> **Data for processing**:
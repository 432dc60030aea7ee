// Copyright (c) 2025 Ronan LE MEILLAT, SCTG Development
// This file is part of the rust-sensorstream project and is licensed under the
// SCTG Development Non-Commercial License v1.0 (see LICENSE.md for details).

//! I2C bus configuration

use serde::{Deserialize, Serialize};

/// Bus transport selection
#[derive(Debug, Clone, Copy, PartialEq, Eq, Serialize, Deserialize)]
#[serde(rename_all = "snake_case")]
pub enum BusType {
    /// Linux `/dev/i2c-*` character device
    Native,
    /// In-memory emulation with an ADXL345 and a BME280 attached
    Mock,
}

/// Configuration of the bus every sensor is wired to.
///
/// # Example
///
/// ```yaml
/// bus:
///   type: native
///   device: /dev/i2c-1
/// ```
#[derive(Debug, Clone, PartialEq, Serialize, Deserialize)]
pub struct BusConfig {
    /// Transport used to reach the devices
    #[serde(rename = "type", default = "default_bus_type")]
    pub bus_type: BusType,

    /// Device node of the native bus, ignored by the mock transport
    #[serde(default = "default_device")]
    pub device: String,
}

fn default_bus_type() -> BusType {
    BusType::Native
}

fn default_device() -> String {
    "/dev/i2c-1".to_string()
}

impl Default for BusConfig {
    fn default() -> Self {
        Self {
            bus_type: default_bus_type(),
            device: default_device(),
        }
    }
}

> **Exercise directions**: Your answer must be the records above, repeated exactly.

> **Task solution**:
repository 432dc60030aea7ee
// Copyright (c) 2025 Ronan LE MEILLAT, SCTG Development
// This file is part of the rust-sensorstream project and is licensed under the
// SCTG Development Non-Commercial License v1.0 (see LICENSE.md for details).

//! I2C bus configuration

use serde::{Deserialize, Serialize};

/// Bus transport selection
#[derive(Debug, Clone, Copy, PartialEq, Eq, Serialize, Deserialize)]
#[serde(rename_all = "snake_case")]
pub enum BusType {
    /// Linux `/dev/i2c-*` character device
    Native,
    /// In-memory emulation with an ADXL345 and a BME280 attached
    Mock,
}

/// Configuration of the bus every sensor is wired to.
///
/// # Example
///
/// ```yaml
/// bus:
///   type: native
///   device: /dev/i2c-1
/// ```
#[derive(Debug, Clone, PartialEq, Serialize, Deserialize)]
pub struct BusConfig {
    /// Transport used to reach the devices
    #[serde(rename = "type", default = "default_bus_type")]
    pub bus_type: BusType,

    /// Device node of the native bus, ignored by the mock transport
    #[serde(default = "default_device")]
    pub device: String,
}

fn default_bus_type() -> BusType {
    BusType::Native
}

fn default_device() -> String {
    "/dev/i2c-1".to_string()
}

impl Default for BusConfig {
    fn default() -> Self {
        Self {
            bus_type: default_bus_type(),
            device: default_device(),
        }
    }
}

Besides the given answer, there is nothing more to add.